I did try a few searches to see if this topic had been covered but it came up unsuccessful, though have seen previous threads covering this topic so I know they exist!

Anyhow I came to Dubai on a visit visa, which is due to expire at the end of the week, I have found work and they have just sent me my employment visa (eVisa). 

The company is a large international company and have advised me that I DO NOT need to re-enter the country to change my status. 

The company have asked me to submit my employment visa, original passport and "cancellation or long term visa" to HR. I do not have a "cancellation or long term visa"...

Typical Dubai, everything is so convoluted and procedures that should be simple... well are not!

Thanks in advance for any advice,

opcorn: eye


----------



## wandabug (Apr 22, 2010)

What is your nationality / passport??


----------



## popeye87 (Jun 3, 2012)

wandabug said:


> What is your nationality / passport??


UK citizen and Passport


----------



## wandabug (Apr 22, 2010)

No problem - you do not have to leave the country if you hold a UK passport.
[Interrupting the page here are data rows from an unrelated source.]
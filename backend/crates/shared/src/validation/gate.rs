//! Validation Gate Middleware
//!
//! Runs a route's [`RouteSchema`] before the handler. A rejected request never
//! reaches the handler (and therefore never reaches persistence).

use std::sync::Arc;

use axum::body::{Body, Bytes};
use axum::extract::{FromRequestParts, Query, RawPathParams, Request, State};
use axum::http::header::{CONTENT_LENGTH, TRANSFER_ENCODING};
use axum::middleware::{Next, from_fn_with_state};
use axum::response::{IntoResponse, Response};
use axum::routing::MethodRouter;
use http_body_util::LengthLimitError;

use super::report::{Location, ValidationErrors, Violation};
use super::schema::{RequestInput, RouteSchema};
use crate::error::app_error::AppError;

/// Largest request body the gate will buffer (1 MiB)
pub const MAX_BODY_BYTES: usize = 1024 * 1024;

/// Attach `schema` to a method router
///
/// ```ignore
/// .route("/expenses", with_schema(post(create), schema::create_expense()))
/// ```
pub fn with_schema<S>(method: MethodRouter<S>, schema: RouteSchema) -> MethodRouter<S>
where
    S: Clone + Send + Sync + 'static,
{
    method.route_layer(from_fn_with_state(Arc::new(schema), validation_gate))
}

/// Middleware: validate path, query and body against the route schema
pub async fn validation_gate(
    State(schema): State<Arc<RouteSchema>>,
    req: Request,
    next: Next,
) -> Response {
    let (mut parts, body) = req.into_parts();
    let mut input = RequestInput::new();

    if schema.expects(Location::Path) {
        // No matched parameters is the same as none declared
        if let Ok(params) = RawPathParams::from_request_parts(&mut parts, &()).await {
            for (key, value) in params.iter() {
                input = input.with_path(key, value);
            }
        }
    }

    if schema.expects(Location::Query) {
        match Query::<Vec<(String, String)>>::try_from_uri(&parts.uri) {
            Ok(Query(pairs)) => {
                for (key, value) in pairs {
                    input = input.with_query(key, value);
                }
            }
            Err(rejection) => {
                let mut errors = ValidationErrors::new();
                errors.push(Violation::new(
                    Location::Query,
                    "query",
                    "query",
                    rejection.body_text(),
                ));
                return reject(&schema, errors);
            }
        }
    }

    let bytes = if schema.expects(Location::Body) {
        let declared = parts
            .headers
            .get(CONTENT_LENGTH)
            .and_then(|v| v.to_str().ok())
            .and_then(|v| v.parse::<usize>().ok());
        if declared.is_some_and(|len| len > MAX_BODY_BYTES) {
            return too_large(&schema);
        }

        match axum::body::to_bytes(body, MAX_BODY_BYTES).await {
            Ok(bytes) => {
                input = input.with_raw_body(&bytes);
                bytes
            }
            Err(err) if exceeds_limit(&err) => return too_large(&schema),
            Err(err) => {
                tracing::debug!(
                    route = schema.name(),
                    error = %err,
                    "Failed to buffer request body"
                );
                return AppError::bad_request("Request body could not be read")
                    .with_action("Resend the request")
                    .into_response();
            }
        }
    } else {
        // Handlers on routes without body fields never read the body
        drop(body);
        parts.headers.remove(CONTENT_LENGTH);
        parts.headers.remove(TRANSFER_ENCODING);
        Bytes::new()
    };

    if let Err(errors) = schema.check(&input) {
        return reject(&schema, errors);
    }

    next.run(Request::from_parts(parts, Body::from(bytes))).await
}

fn reject(schema: &RouteSchema, errors: ValidationErrors) -> Response {
    tracing::debug!(
        route = schema.name(),
        fields = ?errors.fields(),
        "Request rejected by validation gate"
    );
    AppError::from(errors).into_response()
}

/// Whether buffering stopped at [`MAX_BODY_BYTES`]
fn exceeds_limit(err: &axum::Error) -> bool {
    let mut source: Option<&(dyn std::error::Error + 'static)> = Some(err);
    while let Some(err) = source {
        if err.is::<LengthLimitError>() {
            return true;
        }
        source = std::error::Error::source(err);
    }
    false
}

fn too_large(schema: &RouteSchema) -> Response {
    tracing::debug!(route = schema.name(), "Request body too large");
    AppError::payload_too_large("Request body must not exceed 1 MiB")
        .with_action("Send a smaller request body")
        .into_response()
}

#[cfg(test)]
mod tests {
    use std::pin::Pin;
    use std::task::{Context, Poll};

    use super::*;
    use crate::validation::Rule;
    use axum::Router;
    use axum::body::HttpBody;
    use axum::http::{HeaderMap, StatusCode};
    use axum::routing::{get, post};
    use http_body::Frame;
    use tower::ServiceExt;

    /// Body whose transport fails on the first read
    struct BrokenBody;

    impl HttpBody for BrokenBody {
        type Data = Bytes;
        type Error = std::io::Error;

        fn poll_frame(
            self: Pin<&mut Self>,
            _cx: &mut Context<'_>,
        ) -> Poll<Option<Result<Frame<Bytes>, Self::Error>>> {
            Poll::Ready(Some(Err(std::io::Error::new(
                std::io::ErrorKind::ConnectionReset,
                "client went away",
            ))))
        }
    }

    async fn content_length(headers: HeaderMap) -> String {
        headers
            .get(CONTENT_LENGTH)
            .and_then(|v| v.to_str().ok())
            .unwrap_or("none")
            .to_string()
    }

    async fn echo(body: Bytes) -> Bytes {
        body
    }

    fn app() -> Router {
        let create = RouteSchema::new("things.create")
            .body("name", [Rule::Required, Rule::NotBlank, Rule::length(1, 10)])
            .body("size", [Rule::integer_range(1, 5)]);
        let show = RouteSchema::new("things.get")
            .path("id", [Rule::Required, Rule::min_integer(1)])
            .query("verbose", [Rule::Boolean]);

        Router::new()
            .route("/things", with_schema(post(echo), create))
            .route("/things/{id}", with_schema(get(content_length), show))
    }

    async fn send(req: axum::http::Request<Body>) -> (StatusCode, serde_json::Value) {
        let response = app().oneshot(req).await.unwrap();
        let status = response.status();
        let bytes = axum::body::to_bytes(response.into_body(), usize::MAX)
            .await
            .unwrap();
        let json = serde_json::from_slice(&bytes).unwrap_or(serde_json::Value::Null);
        (status, json)
    }

    fn post_json(body: &str) -> axum::http::Request<Body> {
        axum::http::Request::builder()
            .method("POST")
            .uri("/things")
            .header("content-type", "application/json")
            .body(Body::from(body.to_owned()))
            .unwrap()
    }

    #[tokio::test]
    async fn test_valid_body_reaches_handler_unchanged() {
        let raw = r#"{"name":"lamp","size":"3"}"#;
        let response = app().oneshot(post_json(raw)).await.unwrap();
        assert_eq!(response.status(), StatusCode::OK);

        let bytes = axum::body::to_bytes(response.into_body(), usize::MAX)
            .await
            .unwrap();
        assert_eq!(&bytes[..], raw.as_bytes());
    }

    #[tokio::test]
    async fn test_invalid_body_is_rejected() {
        let (status, body) = send(post_json(r#"{"name":"  ","size":9}"#)).await;
        assert_eq!(status, StatusCode::BAD_REQUEST);

        let errors = body["errors"].as_array().unwrap();
        assert_eq!(errors.len(), 2);
        assert_eq!(errors[0]["field"], "name");
        assert_eq!(errors[0]["rule"], "not_blank");
        assert_eq!(errors[1]["field"], "size");
        assert_eq!(errors[1]["location"], "body");
    }

    #[tokio::test]
    async fn test_empty_body_reports_required_fields() {
        let (status, body) = send(post_json("")).await;
        assert_eq!(status, StatusCode::BAD_REQUEST);
        assert_eq!(body["errors"][0]["field"], "name");
        assert_eq!(body["errors"][0]["rule"], "required");
    }

    #[tokio::test]
    async fn test_malformed_json_is_rejected() {
        let (status, body) = send(post_json("{\"name\":")).await;
        assert_eq!(status, StatusCode::BAD_REQUEST);
        assert_eq!(body["errors"][0]["rule"], "json");
    }

    #[tokio::test]
    async fn test_oversized_body_is_rejected() {
        let big = format!(r#"{{"name":"{}"}}"#, "x".repeat(MAX_BODY_BYTES));
        let (status, body) = send(post_json(&big)).await;
        assert_eq!(status, StatusCode::PAYLOAD_TOO_LARGE);
        assert_eq!(body["status"], 413);
    }

    #[tokio::test]
    async fn test_path_and_query_are_checked() {
        let req = |uri: &str| {
            axum::http::Request::builder()
                .uri(uri)
                .body(Body::empty())
                .unwrap()
        };

        let response = app().oneshot(req("/things/7?verbose=true")).await.unwrap();
        assert_eq!(response.status(), StatusCode::OK);

        let (status, body) = send(req("/things/abc")).await;
        assert_eq!(status, StatusCode::BAD_REQUEST);
        assert_eq!(body["errors"][0]["location"], "path");
        assert_eq!(body["errors"][0]["field"], "id");

        let (status, body) = send(req("/things/7?verbose=maybe")).await;
        assert_eq!(status, StatusCode::BAD_REQUEST);
        assert_eq!(body["errors"][0]["location"], "query");
    }

    #[tokio::test]
    async fn test_broken_body_is_bad_request() {
        let req = axum::http::Request::builder()
            .method("POST")
            .uri("/things")
            .header("content-type", "application/json")
            .body(Body::new(BrokenBody))
            .unwrap();

        let (status, body) = send(req).await;

        assert_eq!(status, StatusCode::BAD_REQUEST);
        assert_eq!(body["detail"], "Request body could not be read");
    }

    #[tokio::test]
    async fn test_dropped_body_clears_content_length() {
        let req = axum::http::Request::builder()
            .uri("/things/7")
            .header(CONTENT_LENGTH, "4")
            .body(Body::from("junk"))
            .unwrap();

        let response = app().oneshot(req).await.unwrap();
        assert_eq!(response.status(), StatusCode::OK);

        let bytes = axum::body::to_bytes(response.into_body(), usize::MAX)
            .await
            .unwrap();
        assert_eq!(&bytes[..], b"none");
    }
}
use crate::domain::entities::{
    CalendarEvent, CircleType, Expense, GalleryItem, NewCalendarEvent, NewCircleType, NewExpense,
    NewGalleryItem,
};
use crate::domain::repository::{
    CalendarFilter, CalendarRepository, CircleTypeRepository, ExpenseFilter, ExpenseRepository,
    GalleryFilter, GalleryRepository, PageRequest, StoreHealth,
};
use crate::domain::value_objects::{
    CircleTypeName, Currency, EventSchedule, ExpenseCategory, MediaKind, MediaUrl, Money,
    Reminders,
};
use crate::error::{MobileError, MobileResult};

/// PostgreSQL-backed mobile repository
#[derive(Clone)]
pub struct PgMobileRepository {
    db: Database,
}

impl PgMobileRepository {
    pub fn new(db: Database) -> Self {
        Self { db }
    }

    async fn pool(&self) -> MobileResult<&PgPool> {
        Ok(self.db.pool().await?)
    }
}

/// Turn a unique-constraint failure into a conflict
fn map_unique(err: sqlx::Error, message: impl FnOnce() -> String) -> MobileError {
    match &err {
        sqlx::Error::Database(db) if db.is_unique_violation() => MobileError::Duplicate(message()),
        _ => MobileError::Database(err),
    }
}

/// Stored value no longer satisfies its domain type
fn corrupt(err: impl std::error::Error + Send + Sync + 'static) -> sqlx::Error {
    sqlx::Error::Decode(Box::new(err))
}

// ============================================================================
// Circle Type Repository Implementation
// ============================================================================

const CIRCLE_TYPE_COLUMNS: &str =
    "id, name, description, max_members, created_at, updated_at";

impl CircleTypeRepository for PgMobileRepository {
    async fn create(&self, circle_type: &NewCircleType) -> MobileResult<CircleType> {
        let row = sqlx::query_as::<_, CircleTypeRow>(&format!(
            r#"
            INSERT INTO circle_types (name, name_canonical, description, max_members)
            VALUES ($1, $2, $3, $4)
            RETURNING {CIRCLE_TYPE_COLUMNS}
            "#
        ))
        .bind(circle_type.name.as_str())
        .bind(circle_type.name.canonical())
        .bind(circle_type.description.as_deref())
        .bind(circle_type.max_members)
        .fetch_one(self.pool().await?)
        .await
        .map_err(|e| {
            map_unique(e, || {
                format!("Circle type \"{}\" already exists", circle_type.name)
            })
        })?;

        Ok(row.into_circle_type())
    }

    async fn list(&self, page: PageRequest) -> MobileResult<Vec<CircleType>> {
        let rows = sqlx::query_as::<_, CircleTypeRow>(&format!(
            r#"
            SELECT {CIRCLE_TYPE_COLUMNS}
            FROM circle_types
            ORDER BY name_canonical, id
            LIMIT $1 OFFSET $2
            "#
        ))
        .bind(page.limit)
        .bind(page.offset)
        .fetch_all(self.pool().await?)
        .await?;

        Ok(rows.into_iter().map(CircleTypeRow::into_circle_type).collect())
    }

    async fn find_by_id(&self, id: CircleTypeId) -> MobileResult<Option<CircleType>> {
        let row = sqlx::query_as::<_, CircleTypeRow>(&format!(
            "SELECT {CIRCLE_TYPE_COLUMNS} FROM circle_types WHERE id = $1"
        ))
        .bind(id.get())
        .fetch_optional(self.pool().await?)
        .await?;

        Ok(row.map(CircleTypeRow::into_circle_type))
    }

    async fn exists_by_name(
        &self,
        name: &CircleTypeName,
        except: Option<CircleTypeId>,
    ) -> MobileResult<bool> {
        let exists = sqlx::query_scalar::<_, bool>(
            r#"
            SELECT EXISTS(
                SELECT 1 FROM circle_types
                WHERE name_canonical = $1
                  AND ($2::BIGINT IS NULL OR id <> $2)
            )
            "#,
        )
        .bind(name.canonical())
        .bind(except.map(|id| id.get()))
        .fetch_one(self.pool().await?)
        .await?;

        Ok(exists)
    }

    async fn update(
        &self,
        id: CircleTypeId,
        circle_type: &NewCircleType,
    ) -> MobileResult<Option<CircleType>> {
        let row = sqlx::query_as::<_, CircleTypeRow>(&format!(
            r#"
            UPDATE circle_types SET
                name = $2,
                name_canonical = $3,
                description = $4,
                max_members = $5,
                updated_at = now()
            WHERE id = $1
            RETURNING {CIRCLE_TYPE_COLUMNS}
            "#
        ))
        .bind(id.get())
        .bind(circle_type.name.as_str())
        .bind(circle_type.name.canonical())
        .bind(circle_type.description.as_deref())
        .bind(circle_type.max_members)
        .fetch_optional(self.pool().await?)
        .await
        .map_err(|e| {
            map_unique(e, || {
                format!("Circle type \"{}\" already exists", circle_type.name)
            })
        })?;

        Ok(row.map(CircleTypeRow::into_circle_type))
    }

    async fn delete(&self, id: CircleTypeId) -> MobileResult<bool> {
        let deleted = sqlx::query("DELETE FROM circle_types WHERE id = $1")
            .bind(id.get())
            .execute(self.pool().await?)
            .await?
            .rows_affected();

        Ok(deleted > 0)
    }
}

// ============================================================================
// Calendar Repository Implementation
// ============================================================================

const CALENDAR_EVENT_COLUMNS: &str = "id, title, event_date, all_day, start_time, end_time, \
     location, description, created_at, updated_at";

/// Replace the reminder rows of one event inside a transaction
async fn write_reminders(
    tx: &mut Transaction<'_, Postgres>,
    event_id: i64,
    reminders: &Reminders,
) -> Result<(), sqlx::Error> {
    sqlx::query("DELETE FROM calendar_event_reminders WHERE event_id = $1")
        .bind(event_id)
        .execute(&mut **tx)
        .await?;

    if reminders.is_empty() {
        return Ok(());
    }

    sqlx::query(
        r#"
        INSERT INTO calendar_event_reminders (event_id, minutes_before)
        SELECT $1, minutes FROM UNNEST($2::INT4[]) AS minutes
        "#,
    )
    .bind(event_id)
    .bind(reminders.as_slice())
    .execute(&mut **tx)
    .await?;

    Ok(())
}

/// Load reminders for a batch of events, keyed by event id
async fn load_reminders(pool: &PgPool, event_ids: &[i64]) -> MobileResult<HashMap<i64, Vec<i32>>> {
    let mut by_event: HashMap<i64, Vec<i32>> = HashMap::new();
    if event_ids.is_empty() {
        return Ok(by_event);
    }

    let rows = sqlx::query_as::<_, (i64, i32)>(
        r#"
        SELECT event_id, minutes_before
        FROM calendar_event_reminders
        WHERE event_id = ANY($1)
        ORDER BY event_id, minutes_before
        "#,
    )
    .bind(event_ids)
    .fetch_all(pool)
    .await?;

    for (event_id, minutes) in rows {
        by_event.entry(event_id).or_default().push(minutes);
    }

    Ok(by_event)
}

impl CalendarRepository for PgMobileRepository {
    async fn create(&self, event: &NewCalendarEvent) -> MobileResult<CalendarEvent> {
        let mut tx = self.pool().await?.begin().await?;

        let row = sqlx::query_as::<_, CalendarEventRow>(&format!(
            r#"
            INSERT INTO calendar_events (
                title,
                event_date,
                all_day,
                start_time,
                end_time,
                location,
                description
            ) VALUES ($1, $2, $3, $4, $5, $6, $7)
            RETURNING {CALENDAR_EVENT_COLUMNS}
            "#
        ))
        .bind(&event.title)
        .bind(event.date)
        .bind(event.schedule.is_all_day())
        .bind(event.schedule.start())
        .bind(event.schedule.end())
        .bind(event.location.as_deref())
        .bind(event.description.as_deref())
        .fetch_one(&mut *tx)
        .await?;

        write_reminders(&mut tx, row.id, &event.reminders).await?;
        tx.commit().await?;

        Ok(row.into_event(event.reminders.clone()))
    }

    async fn list(
        &self,
        filter: &CalendarFilter,
        page: PageRequest,
    ) -> MobileResult<Vec<CalendarEvent>> {
        let pool = self.pool().await?;

        let rows = sqlx::query_as::<_, CalendarEventRow>(&format!(
            r#"
            SELECT {CALENDAR_EVENT_COLUMNS}
            FROM calendar_events
            WHERE ($1::DATE IS NULL OR event_date >= $1)
              AND ($2::DATE IS NULL OR event_date <= $2)
            ORDER BY event_date, start_time NULLS FIRST, id
            LIMIT $3 OFFSET $4
            "#
        ))
        .bind(filter.from)
        .bind(filter.to)
        .bind(page.limit)
        .bind(page.offset)
        .fetch_all(pool)
        .await?;

        let ids: Vec<i64> = rows.iter().map(|row| row.id).collect();
        let mut reminders = load_reminders(pool, &ids).await?;

        Ok(rows
            .into_iter()
            .map(|row| {
                let offsets = reminders.remove(&row.id).unwrap_or_default();
                row.into_event(Reminders::from_db(offsets))
            })
            .collect())
    }

    async fn find_by_id(&self, id: CalendarEventId) -> MobileResult<Option<CalendarEvent>> {
        let pool = self.pool().await?;

        let Some(row) = sqlx::query_as::<_, CalendarEventRow>(&format!(
            "SELECT {CALENDAR_EVENT_COLUMNS} FROM calendar_events WHERE id = $1"
        ))
        .bind(id.get())
        .fetch_optional(pool)
        .await?
        else {
            return Ok(None);
        };

        let mut reminders = load_reminders(pool, &[row.id]).await?;
        let offsets = reminders.remove(&row.id).unwrap_or_default();

        Ok(Some(row.into_event(Reminders::from_db(offsets))))
    }

    async fn update(
        &self,
        id: CalendarEventId,
        event: &NewCalendarEvent,
    ) -> MobileResult<Option<CalendarEvent>> {
        let mut tx = self.pool().await?.begin().await?;

        let row = sqlx::query_as::<_, CalendarEventRow>(&format!(
            r#"
            UPDATE calendar_events SET
                title = $2,
                event_date = $3,
                all_day = $4,
                start_time = $5,
                end_time = $6,
                location = $7,
                description = $8,
                updated_at = now()
            WHERE id = $1
            RETURNING {CALENDAR_EVENT_COLUMNS}
            "#
        ))
        .bind(id.get())
        .bind(&event.title)
        .bind(event.date)
        .bind(event.schedule.is_all_day())
        .bind(event.schedule.start())
        .bind(event.schedule.end())
        .bind(event.location.as_deref())
        .bind(event.description.as_deref())
        .fetch_optional(&mut *tx)
        .await?;

        // Dropping the transaction rolls it back
        let Some(row) = row else {
            return Ok(None);
        };

        write_reminders(&mut tx, row.id, &event.reminders).await?;
        tx.commit().await?;

        Ok(Some(row.into_event(event.reminders.clone())))
    }

    async fn delete(&self, id: CalendarEventId) -> MobileResult<bool> {
        // Reminder rows go with the event (ON DELETE CASCADE)
        let deleted = sqlx::query("DELETE FROM calendar_events WHERE id = $1")
            .bind(id.get())
            .execute(self.pool().await?)
            .await?
            .rows_affected();

        Ok(deleted > 0)
    }
}

// ============================================================================
// Expense Repository Implementation
// ============================================================================

const EXPENSE_COLUMNS: &str = "id, title, amount_minor, currency, category, spent_on, paid_by, \
     note, created_at, updated_at";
Just give your company your passport / visa and they will get the visa status changed for you - only takes a few days.


----------



## popeye87 (Jun 3, 2012)

wandabug said:


> No problem - you do not have to leave the country if you hold a UK passport. Just give your company your passport / visa and they will get the visa status changed for you - only takes a few days.


Thank you for your response, much appreciated!

I thought this was the case, the part that threw me was about that "cancellation or long term visa" which I do not possess. I thought it may be 'Dubai code' for me to go to the ministry of interior or similiar to get a cancellation document of some sort 

Glad I posted on this forum, I do have to say when it comes to advise this forum is excellent!

Thanks again 

opcorn: eye


----------